If you intend to take part in structure comparison, please wait for the next message with sentences – the list might change.
Sorry for the confusion.
Best, Agnieszka
On 19 January 2015 at 15:11, Sebastian Sulger <sebastian.sulger@uni-konstanz.de> wrote:
Hi,
At the upcoming ParGram Meeting in Warsaw, we would like to experiment with a new way to do our usual structure comparison: We would like to use INESS (http://iness.uib.no/) and ParGramBank directly.
There are a couple of advantages to this. One obvious advantage is that ParGramBank will grow. But we can also easily switch between languages/sentences, and there is no need to create a humongous PDF file with structures in it (last year, our structure handout had 234 pages).
Paul Meurer (www.uib.no/persons/Paul.Meurer) has kindly implemented a couple of new features in INESS. I attach an email from Paul below. Please follow his instructions when adding to ParGramBank.

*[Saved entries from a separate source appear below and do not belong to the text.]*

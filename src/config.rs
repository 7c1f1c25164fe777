//! Configuration management for pplx-assist
//!
//! Supports:
//! - TOML config file at XDG locations
//! - Environment variable overrides
//! - Command-line argument overrides

use std::env;
use std::fs;
use std::io::IsTerminal;
use std::path::{Path, PathBuf};
use std::time::Duration;

use anyhow::{anyhow, Context, Result};
use config::{Config, Environment, File, FileFormat};
use env_logger::fmt::WriteStyle;
use log::LevelFilter;
use serde::{Deserialize, Serialize};

use crate::agent::{IterationLimitPolicy, LoopPolicy, MAX_TOOL_ITERATIONS};
use crate::backend::{DEFAULT_BASE_URL, RECOMMENDED_CHAT_MODEL};
use crate::cli::{GlobalOpts, OutputFormat};
use crate::prompt::HomeLocation;
use crate::setup::RetrySchedule;

const APP_NAME: &str = env!("CARGO_PKG_NAME");

/// Runtime context containing resolved configuration
#[derive(Debug, Clone)]
pub struct RuntimeContext {
    pub global: GlobalOpts,
    pub config: AppConfig,
    config_path: PathBuf,
}

impl RuntimeContext {
    pub fn new(global: &GlobalOpts) -> Result<Self> {
        let config_path = resolve_config_path(global.config.as_ref())?;
        let config = load_config(&config_path, global)?;

        Ok(Self {
            global: global.clone(),
            config,
            config_path,
        })
    }

    pub fn config_path(&self) -> &Path {
        &self.config_path
    }

    pub fn init_logging(&self) -> Result<()> {
        if self.global.quiet {
            log::set_max_level(LevelFilter::Off);
            return Ok(());
        }

        let mut builder = env_logger::Builder::from_env(
            env_logger::Env::default().default_filter_or(&self.config.logging.level),
        );

        if let Some(level) = self.cli_log_level() {
            builder.filter_level(level);
        }

        let force_color = env::var_os("FORCE_COLOR").is_some();
        let disable_color = self.global.no_color
            || env::var_os("NO_COLOR").is_some()
            || (!force_color && !std::io::stderr().is_terminal());

        if disable_color {
            builder.write_style(WriteStyle::Never);
        } else if force_color {
            builder.write_style(WriteStyle::Always);
        } else {
            builder.write_style(WriteStyle::Auto);
        }

        builder.try_init().or_else(|err| {
            if self.global.verbose > 0 {
                eprintln!("logger already initialized: {err}");
            }
            Ok(())
        })
    }

    fn cli_log_level(&self) -> Option<LevelFilter> {
        if self.global.trace {
            Some(LevelFilter::Trace)
        } else if self.global.debug {
            Some(LevelFilter::Debug)
        } else {
            match self.global.verbose {
                0 => None,
                1 => Some(LevelFilter::Info),
                2 => Some(LevelFilter::Debug),
                _ => Some(LevelFilter::Trace),
            }
        }
    }

    /// Get the effective Perplexity API key
    pub fn api_key(&self) -> Result<&str> {
        self.global
            .api_key
            .as_deref()
            .or(self.config.perplexity.api_key.as_deref())
            .ok_or_else(|| {
                anyhow!(
                    "No Perplexity API key configured.\n\
                    Set via --api-key, PERPLEXITY_API_KEY env var, or in config file."
                )
            })
    }

    /// Get the Perplexity request timeout
    pub fn backend_timeout(&self) -> Duration {
        Duration::from_secs(self.config.perplexity.timeout)
    }

    /// Get the effective server URL
    pub fn server_url(&self) -> Result<&str> {
        self.global
            .server
            .as_deref()
            .or(self.config.homeassistant.server.as_deref())
            .ok_or_else(|| {
                anyhow!(
                    "No Home Assistant server configured.\n\
                    Set via --server, HASS_SERVER env var, or in config file."
                )
            })
    }

    /// Get the effective auth token
    pub fn token(&self) -> Result<&str> {
        self.global
            .token
            .as_deref()
            .or(self.config.homeassistant.token.as_deref())
            .ok_or_else(|| {
                anyhow!(
                    "No authentication token configured.\n\
                    Set via --token, HASS_TOKEN env var, or in config file."
                )
            })
    }

    /// Get the effective Home Assistant timeout in seconds
    pub fn timeout(&self) -> u64 {
        self.global
            .timeout
            .unwrap_or(self.config.homeassistant.timeout)
    }

    /// Check if SSL verification should be skipped
    pub fn insecure(&self) -> bool {
        self.global.insecure || self.config.homeassistant.insecure
    }

    /// Get the effective output format
    pub fn output_format(&self) -> OutputFormat {
        if self.global.json {
            return OutputFormat::Json;
        }
        self.global
            .output_format
            .unwrap_or(match self.config.output.format.as_str() {
                "json" => OutputFormat::Json,
                "yaml" => OutputFormat::Yaml,
                "table" => OutputFormat::Table,
                _ => OutputFormat::Auto,
            })
    }

    pub fn retry_schedule(&self) -> RetrySchedule {
        RetrySchedule {
            retries: self.config.setup.retries,
            delay: Duration::from_secs(self.config.setup.retry_delay),
        }
    }

    pub fn loop_policy(&self) -> LoopPolicy {
        LoopPolicy {
            max_iterations: self.config.conversation.max_iterations.max(1),
            on_exhausted: self.config.conversation.iteration_limit,
        }
    }
}

/// Application configuration structure
#[derive(Debug, Clone, Serialize, Deserialize)]
#[serde(default)]
pub struct AppConfig {
    pub perplexity: PerplexityConfig,
    pub homeassistant: HomeAssistantConfig,
    pub setup: SetupConfig,
    pub conversation: ConversationConfig,
    pub output: OutputConfig,
    pub logging: LoggingConfig,
    pub agents: Vec<AgentConfig>,
}

impl Default for AppConfig {
    fn default() -> Self {
        Self {
            perplexity: PerplexityConfig::default(),
            homeassistant: HomeAssistantConfig::default(),
            setup: SetupConfig::default(),
            conversation: ConversationConfig::default(),
            output: OutputConfig::default(),
            logging: LoggingConfig::default(),
            agents: vec![
                AgentConfig {
                    name: "Sonar".to_string(),
                    kind: AgentKind::Conversation,
                    llm_hass_api: vec!["assist".to_string()],
                    ..Default::default()
                },
                AgentConfig {
                    name: "Sonar AI Task".to_string(),
                    kind: AgentKind::AiTaskData,
                    ..Default::default()
                },
            ],
        }
    }
}

/// The config entry: credential and connection to Perplexity
#[derive(Debug, Clone, Serialize, Deserialize)]
#[serde(default)]
pub struct PerplexityConfig {
    pub api_key: Option<String>,
    pub base_url: String,
    pub timeout: u64,
}

impl Default for PerplexityConfig {
    fn default() -> Self {
        Self {
            api_key: None,
            base_url: DEFAULT_BASE_URL.to_string(),
            timeout: 60,
        }
    }
}

#[derive(Debug, Clone, Serialize, Deserialize)]
#[serde(default)]
pub struct HomeAssistantConfig {
    pub server: Option<String>,
    pub token: Option<String>,
    pub timeout: u64,
    pub insecure: bool,
    pub latitude: Option<f64>,
    pub longitude: Option<f64>,
    pub country: Option<String>,
}

impl HomeAssistantConfig {
    /// Location overrides, each used only when the server reports nothing
    pub fn location_overrides(&self) -> HomeLocation {
        HomeLocation {
            latitude: self.latitude,
            longitude: self.longitude,
            country: self.country.clone(),
        }
    }
}

impl Default for HomeAssistantConfig {
    fn default() -> Self {
        Self {
            server: None,
            token: None,
            timeout: 30,
            insecure: false,
            latitude: None,
            longitude: None,
            country: None,
        }
    }
}

#[derive(Debug, Clone, Serialize, Deserialize)]
#[serde(default)]
pub struct SetupConfig {
    pub retries: u32,
    pub retry_delay: u64,
}

impl Default for SetupConfig {
    fn default() -> Self {
        Self {
            retries: 3,
            retry_delay: 5,
        }
    }
}

#[derive(Debug, Clone, Serialize, Deserialize)]
#[serde(default)]
pub struct ConversationConfig {
    pub max_entities: usize,
    pub iteration_limit: IterationLimitPolicy,
    pub max_iterations: usize,
}

impl Default for ConversationConfig {
    fn default() -> Self {
        Self {
            max_entities: 200,
            iteration_limit: IterationLimitPolicy::Stop,
            max_iterations: MAX_TOOL_ITERATIONS,
        }
    }
}

/// Which entity a subentry creates
#[derive(Debug, Clone, Copy, Default, PartialEq, Eq, Serialize, Deserialize)]
#[serde(rename_all = "snake_case")]
pub enum AgentKind {
    #[default]
    Conversation,
    AiTaskData,
}

impl AgentKind {
    pub fn as_str(&self) -> &'static str {
        match self {
            AgentKind::Conversation => "conversation",
            AgentKind::AiTaskData => "ai_task_data",
        }
    }
}

/// A subentry: one conversation agent or AI task entity
#[derive(Debug, Clone, Serialize, Deserialize)]
#[serde(default)]
pub struct AgentConfig {
    pub name: String,
    pub kind: AgentKind,
    pub model: String,
    #[serde(skip_serializing_if = "Option::is_none")]
    pub prompt: Option<String>,
    pub llm_hass_api: Vec<String>,
    pub web_search: bool,
    #[serde(skip_serializing_if = "Option::is_none")]
    pub reasoning_effort: Option<String>,
    pub include_home_location: bool,
}

impl Default for AgentConfig {
    fn default() -> Self {
        Self {
            name: String::new(),
            kind: AgentKind::Conversation,
            model: RECOMMENDED_CHAT_MODEL.to_string(),
            prompt: None,
            llm_hass_api: Vec::new(),
            web_search: false,
            reasoning_effort: None,
            include_home_location: false,
        }
    }
}

impl AgentConfig {
    /// Entity id derived from the kind and name, e.g. `conversation.sonar`
    pub fn entity_id(&self) -> String {
        let domain = match self.kind {
            AgentKind::Conversation => "conversation",
            AgentKind::AiTaskData => "ai_task",
        };
        let slug: String = self
            .name
            .to_lowercase()
            .chars()
            .map(|c| if c.is_ascii_alphanumeric() { c } else { '_' })
            .collect();
        let slug = slug
            .split('_')
            .filter(|part| !part.is_empty())
            .collect::<Vec<_>>()
            .join("_");
        format!("{domain}.{slug}")
    }
}

#[derive(Debug, Clone, Serialize, Deserialize)]
#[serde(default)]
pub struct OutputConfig {
    pub format: String,
    pub no_headers: bool,
}

impl Default for OutputConfig {
    fn default() -> Self {
        Self {
            format: "auto".to_string(),
            no_headers: false,
        }
    }
}

#[derive(Debug, Clone, Serialize, Deserialize)]
#[serde(default)]
pub struct LoggingConfig {
    pub level: String,
}

impl Default for LoggingConfig {
    fn default() -> Self {
        Self {
            level: "warn".to_string(),
        }
    }
}

fn resolve_config_path(override_path: Option<&PathBuf>) -> Result<PathBuf> {
    if let Some(path) = override_path {
        let expanded = expand_path(path)?;
        if expanded.is_dir() {
            return Ok(expanded.join("config.toml"));
        }
        return Ok(expanded);
    }

    Ok(default_config_dir()?.join("config.toml"))
}

fn load_config(config_path: &Path, global: &GlobalOpts) -> Result<AppConfig> {
    if !config_path.exists() {
        write_default_config(config_path)?;
    }

    let mut app_config = read_config(config_path)?;

    if global.no_headers {
        app_config.output.no_headers = true;
    }

    Ok(app_config)
}

fn read_config(config_path: &Path) -> Result<AppConfig> {
    let config = Config::builder()
        .set_default("perplexity.base_url", DEFAULT_BASE_URL)?
        .set_default("perplexity.timeout", 60_i64)?
        .set_default("homeassistant.timeout", 30_i64)?
        .set_default("homeassistant.insecure", false)?
        .set_default("setup.retries", 3_i64)?
        .set_default("setup.retry_delay", 5_i64)?
        .set_default("conversation.max_entities", 200_i64)?
        .set_default("conversation.iteration_limit", "stop")?
        .set_default("conversation.max_iterations", MAX_TOOL_ITERATIONS as i64)?
        .set_default("output.format", "auto")?
        .set_default("output.no_headers", false)?
        .set_default("logging.level", "warn")?
        .add_source(
            File::from(config_path)
                .format(FileFormat::Toml)
                .required(false),
        )
        // PPLX__SECTION__KEY; flat PERPLEXITY_* and HASS_* are mapped below
        .add_source(
            Environment::with_prefix("PPLX")
                .try_parsing(true)
                .separator("__"),
        )
        .build()?;

    let mut app_config: AppConfig = config
        .try_deserialize()
        .with_context(|| format!("reading config {}", config_path.display()))?;

    apply_prefixed_env(&mut app_config);
    Ok(app_config)
}

/// Map the flat `PERPLEXITY_*` and `HASS_*` variables onto their sections
fn apply_prefixed_env(app_config: &mut AppConfig) {
    let var = |name: &str| env::var(name).ok().filter(|v| !v.is_empty());

    if let Some(key) = var("PERPLEXITY_API_KEY") {
        app_config.perplexity.api_key = Some(key);
    }
    if let Some(url) = var("PERPLEXITY_BASE_URL") {
        app_config.perplexity.base_url = url;
    }
    if let Some(server) = var("HASS_SERVER") {
        app_config.homeassistant.server = Some(server);
    }
    if let Some(token) = var("HASS_TOKEN") {
        app_config.homeassistant.token = Some(token);
    }
}

pub fn write_default_config(path: &Path) -> Result<()> {
    if let Some(parent) = path.parent() {
        fs::create_dir_all(parent)
            .with_context(|| format!("creating config directory {}", parent.display()))?;
    }

    let config = AppConfig::default();
    let toml = toml::to_string_pretty(&config).context("serializing default config")?;

    let content = format!(
        "# pplx-assist configuration\n\
        # File: {}\n\
        #\n\
        # Environment variables:\n\
        #   PERPLEXITY_API_KEY - Perplexity API key\n\
        #   HASS_SERVER        - Home Assistant server URL\n\
        #   HASS_TOKEN         - Home Assistant access token\n\
        #   PPLX__*            - Override any config value (e.g., PPLX__LOGGING__LEVEL=debug)\n\
        \n\
        {toml}",
        path.display()
    );

    fs::write(path, content).with_context(|| format!("writing config to {}", path.display()))
}

fn expand_path(path: &Path) -> Result<PathBuf> {
    if let Some(text) = path.to_str() {
        let expanded = shellexpand::full(text).context("expanding path")?;
        Ok(PathBuf::from(expanded.to_string()))
    } else {
        Ok(path.to_path_buf())
    }
}

fn default_config_dir() -> Result<PathBuf> {
    if let Some(dir) = env::var_os("XDG_CONFIG_HOME").filter(|v| !v.is_empty()) {
        return Ok(PathBuf::from(dir).join(APP_NAME));
    }

    if let Some(mut dir) = dirs::config_dir() {
        dir.push(APP_NAME);
        return Ok(dir);
    }

    dirs::home_dir()
        .map(|home| home.join(".config").join(APP_NAME))
        .ok_or_else(|| anyhow!("unable to determine configuration directory"))
}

To be able to upload structures to INESS (in Prolog format), you need to have an account there. Please follow the instructions on the INESS homepage to create your account. Once the account is created, Paul can give you the necessary user rights to upload files.

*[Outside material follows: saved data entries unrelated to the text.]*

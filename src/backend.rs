//! Perplexity chat-completions client
//!
//! One [`PerplexityClient`] is built at setup and shared by every agent of
//! the config entry. The credential and user agent are baked into the
//! client's default headers once, so individual requests only carry their
//! body.

use std::time::Duration;

use async_trait::async_trait;
use futures_util::stream::{self, BoxStream};
use futures_util::StreamExt;
use reqwest::header::{HeaderMap, HeaderValue, AUTHORIZATION};
use reqwest::{Client, StatusCode};
use serde::{Deserialize, Serialize};
use serde_json::Value;
use tokio::sync::mpsc;

use crate::chat_log::ToolCall;
use crate::error::BackendError;

pub const DEFAULT_BASE_URL: &str = "https://api.perplexity.ai";
pub const RECOMMENDED_CHAT_MODEL: &str = "sonar";

/// Model id and display name
pub const MODELS: &[(&str, &str)] = &[
    ("sonar", "Sonar"),
    ("sonar-pro", "Sonar Pro"),
    ("sonar-reasoning", "Sonar Reasoning"),
    ("sonar-reasoning-pro", "Sonar Reasoning Pro"),
];

pub const REASONING_MODELS: &[&str] = &["sonar-reasoning", "sonar-reasoning-pro"];
pub const REASONING_EFFORT_OPTIONS: &[&str] = &["low", "medium", "high"];
pub const DEFAULT_REASONING_EFFORT: &str = "medium";

pub fn is_reasoning_model(model: &str) -> bool {
    REASONING_MODELS.contains(&model)
}

pub fn model_display_name(model: &str) -> &str {
    MODELS
        .iter()
        .find(|(id, _)| *id == model)
        .map(|(_, name)| *name)
        .unwrap_or(model)
}

#[derive(Debug, Clone, PartialEq, Serialize)]
pub struct ChatMessage {
    pub role: String,
    pub content: Option<MessageContent>,
}

impl ChatMessage {
    pub fn text(role: &str, content: impl Into<String>) -> Self {
        Self {
            role: role.to_string(),
            content: Some(MessageContent::Text(content.into())),
        }
    }
}

#[derive(Debug, Clone, PartialEq, Serialize)]
#[serde(untagged)]
pub enum MessageContent {
    Text(String),
    Parts(Vec<ContentPart>),
}

#[derive(Debug, Clone, PartialEq, Serialize)]
#[serde(tag = "type", rename_all = "snake_case")]
pub enum ContentPart {
    Text { text: String },
    ImageUrl { image_url: ImageUrl },
}

#[derive(Debug, Clone, PartialEq, Serialize)]
pub struct ImageUrl {
    pub url: String,
}

/// Request body, minus the `stream` flag which the call style decides
#[derive(Debug, Clone, Default, PartialEq, Serialize)]
pub struct ChatRequest {
    pub model: String,
    pub messages: Vec<ChatMessage>,
    #[serde(skip_serializing_if = "Option::is_none")]
    pub disable_search: Option<bool>,
    #[serde(skip_serializing_if = "Option::is_none")]
    pub reasoning_effort: Option<String>,
    #[serde(skip_serializing_if = "Option::is_none")]
    pub response_format: Option<Value>,
    #[serde(skip_serializing_if = "Option::is_none")]
    pub max_tokens: Option<u32>,
}

#[derive(Serialize)]
struct RequestBody<'a> {
    #[serde(flatten)]
    request: &'a ChatRequest,
    stream: bool,
}

/// A unary completion
#[derive(Debug, Clone, Default, PartialEq)]
pub struct Completion {
    pub content: Option<String>,
    pub tool_calls: Vec<ToolCall>,
}

/// Incremental text chunks of a streamed completion
pub type ChunkStream = BoxStream<'static, Result<String, BackendError>>;

/// The remote chat-completion service
#[async_trait]
pub trait ChatBackend: Send + Sync {
    async fn complete(&self, request: &ChatRequest) -> Result<Completion, BackendError>;

    async fn stream(&self, request: &ChatRequest) -> Result<ChunkStream, BackendError>;
}

// --- Wire types ---

#[derive(Debug, Deserialize)]
struct CompletionResponse {
    #[serde(default)]
    choices: Vec<CompletionChoice>,
}

#[derive(Debug, Deserialize)]
struct CompletionChoice {
    message: ResponseMessage,
}

#[derive(Debug, Deserialize)]
struct ResponseMessage {
    #[serde(default)]
    content: Option<String>,
    #[serde(default)]
    tool_calls: Vec<WireToolCall>,
}

#[derive(Debug, Deserialize)]
struct WireToolCall {
    id: String,
    function: WireFunction,
}

#[derive(Debug, Deserialize)]
struct WireFunction {
    name: String,
    #[serde(default)]
    arguments: String,
}

impl From<WireToolCall> for ToolCall {
    fn from(call: WireToolCall) -> Self {
        let arguments = serde_json::from_str(&call.function.arguments)
            .unwrap_or(Value::String(call.function.arguments));
        ToolCall {
            id: call.id,
            name: call.function.name,
            arguments,
        }
    }
}

#[derive(Debug, Deserialize)]
struct StreamChunkResponse {
    #[serde(default)]
    choices: Vec<StreamChoice>,
}

#[derive(Debug, Deserialize)]
struct StreamChoice {
    #[serde(default)]
    delta: Option<StreamDelta>,
}

#[derive(Debug, Deserialize)]
struct StreamDelta {
    #[serde(default)]
    content: Option<String>,
}

#[derive(Debug, Deserialize)]
struct ErrorBody {
    error: ErrorDetail,
}

#[derive(Debug, Deserialize)]
struct ErrorDetail {
    message: String,
}

/// HTTP client for the Perplexity API
pub struct PerplexityClient {
    client: Client,
    base_url: String,
}

impl PerplexityClient {
    pub fn new(api_key: &str, base_url: &str, timeout: Duration) -> anyhow::Result<Self> {
        let mut auth = HeaderValue::from_str(&format!("Bearer {api_key}"))
            .map_err(|_| anyhow::anyhow!("API key is not a valid header value"))?;
        auth.set_sensitive(true);

        let mut headers = HeaderMap::new();
        headers.insert(AUTHORIZATION, auth);

        let client = Client::builder()
            .timeout(timeout)
            .user_agent(format!("pplx-assist/{}", env!("CARGO_PKG_VERSION")))
            .default_headers(headers)
            .build()
            .map_err(|err| anyhow::anyhow!("building HTTP client: {err}"))?;

        Ok(Self {
            client,
            base_url: base_url.trim_end_matches('/').to_string(),
        })
    }

    async fn send(
        &self,
        request: &ChatRequest,
        stream: bool,
    ) -> Result<reqwest::Response, BackendError> {
        let url = format!("{}/chat/completions", self.base_url);
        log::debug!(
            "POST {} model={} messages={} stream={}",
            url,
            request.model,
            request.messages.len(),
            stream
        );

        let response = self
            .client
            .post(&url)
            .json(&RequestBody { request, stream })
            .send()
            .await?;

        let status = response.status();
        if status.is_success() {
            return Ok(response);
        }

        let body = response.text().await.unwrap_or_default();
        Err(status_to_error(status, &body))
    }
}

fn status_to_error(status: StatusCode, body: &str) -> BackendError {
    let message = serde_json::from_str::<ErrorBody>(body)
        .map(|e| e.error.message)
        .unwrap_or_else(|_| body.trim().to_string());

    if status == StatusCode::UNAUTHORIZED {
        BackendError::Authentication(message)
    } else {
        BackendError::Api {
            status: Some(status.as_u16()),
            message,
        }
    }
}

#[async_trait]
impl ChatBackend for PerplexityClient {
    async fn complete(&self, request: &ChatRequest) -> Result<Completion, BackendError> {
        let response = self.send(request, false).await?;
        let body: CompletionResponse = response
            .json()
            .await
            .map_err(|err| BackendError::api(format!("parsing reply: {err}")))?;

        let message = body
            .choices
            .into_iter()
            .next()
            .ok_or_else(|| BackendError::api("completion contained no choices"))?
            .message;

        Ok(Completion {
            content: message.content,
            tool_calls: message.tool_calls.into_iter().map(ToolCall::from).collect(),
        })
    }

    async fn stream(&self, request: &ChatRequest) -> Result<ChunkStream, BackendError> {
        let response = self.send(request, true).await?;
        Ok(sse_chunks(response))
    }
}

/// Parse one server-sent-events line into a text delta
fn parse_sse_line(line: &str) -> Result<Option<String>, BackendError> {
    let line = line.trim();
    if line.is_empty() || line.starts_with(':') {
        return Ok(None);
    }

    let Some(data) = line.strip_prefix("data:") else {
        return Ok(None);
    };
    let data = data.trim();
    if data == "[DONE]" {
        return Ok(None);
    }

    let chunk: StreamChunkResponse =
        serde_json::from_str(data).map_err(|err| BackendError::Stream(err.to_string()))?;

    Ok(chunk
        .choices
        .into_iter()
        .next()
        .and_then(|choice| choice.delta)
        .and_then(|delta| delta.content)
        .filter(|content| !content.is_empty()))
}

Lastly, I attach the sentences in a text file to this email. As Paul says in his email, please use a consistent naming scheme for the structures; you should use something like urd-051-fs (i.e., ISO 639-3 language code - sentence number - fs). Start the sentence number at 51 (there are already 50 sentences in ParGramBank).
If you have more questions, please don't hesitate to send email to Paul, or myself. Also, Agnieszka/Paul and others, if I forgot anything, feel free to jump in.
Best, Jani
-------- Weitergeleitete Nachricht -------- Betreff: Re: ParGram sentences Datum: Thu, 15 Jan 2015 11:48:57 +0100 Von: Paul Meurer <paul.meurer@uni.no> An: Agnieszka Patejuk <agnieszka.patejuk@googlemail.com> Kopie (CC): Sebastian Sulger <sebastian.sulger@uni-konstanz.de>, Adam Przepiórkowski <adamp@ipipan.waw.pl>, Miriam Butt <Miriam.Butt@uni-konstanz.de>, Victoria Rosén <victoria@uib.no>
Hi,
BTW: I went through previous correspondence related to the meeting and have gathered the following points to cover:
PARGRAM MEETING (3 days) • structure comparison: – how: traditional or using INESS?
I think now everything needed to make INESS suitable for structure comparison is in place. Here is what is new:
* I have implemented uploading of prolog files (one by one, or as a gzipped archive) * Once the sentences (not structures) are aligned, it is easy to switch between treebanks/languages. It is enough for the sentences to be aligned to a pivot language (e.g., Urdu). You can test this in the ParGram treebanks.
What people should do:
* Parse their sentences in XLE * Use a consistent naming scheme for the sentences (e.g., deu-050-fs), where the number corresponds to the running sentence number. We should not start with 1, but continue where we stopped last time. I think new sentences should start at 50. Alternative translations could be called deu-050a-fs etc. * Upload the sentences using the _upload files_ link on the Treebank overview page (either one-by-one, or as a gzipped archive, no other archiving program will work). * Disambiguate the sentences in INESS. * Add glosses, as described in the documentation. * Align the sentences, with English as a minimum, using the Alignment tool. This, Jani or I could do for them.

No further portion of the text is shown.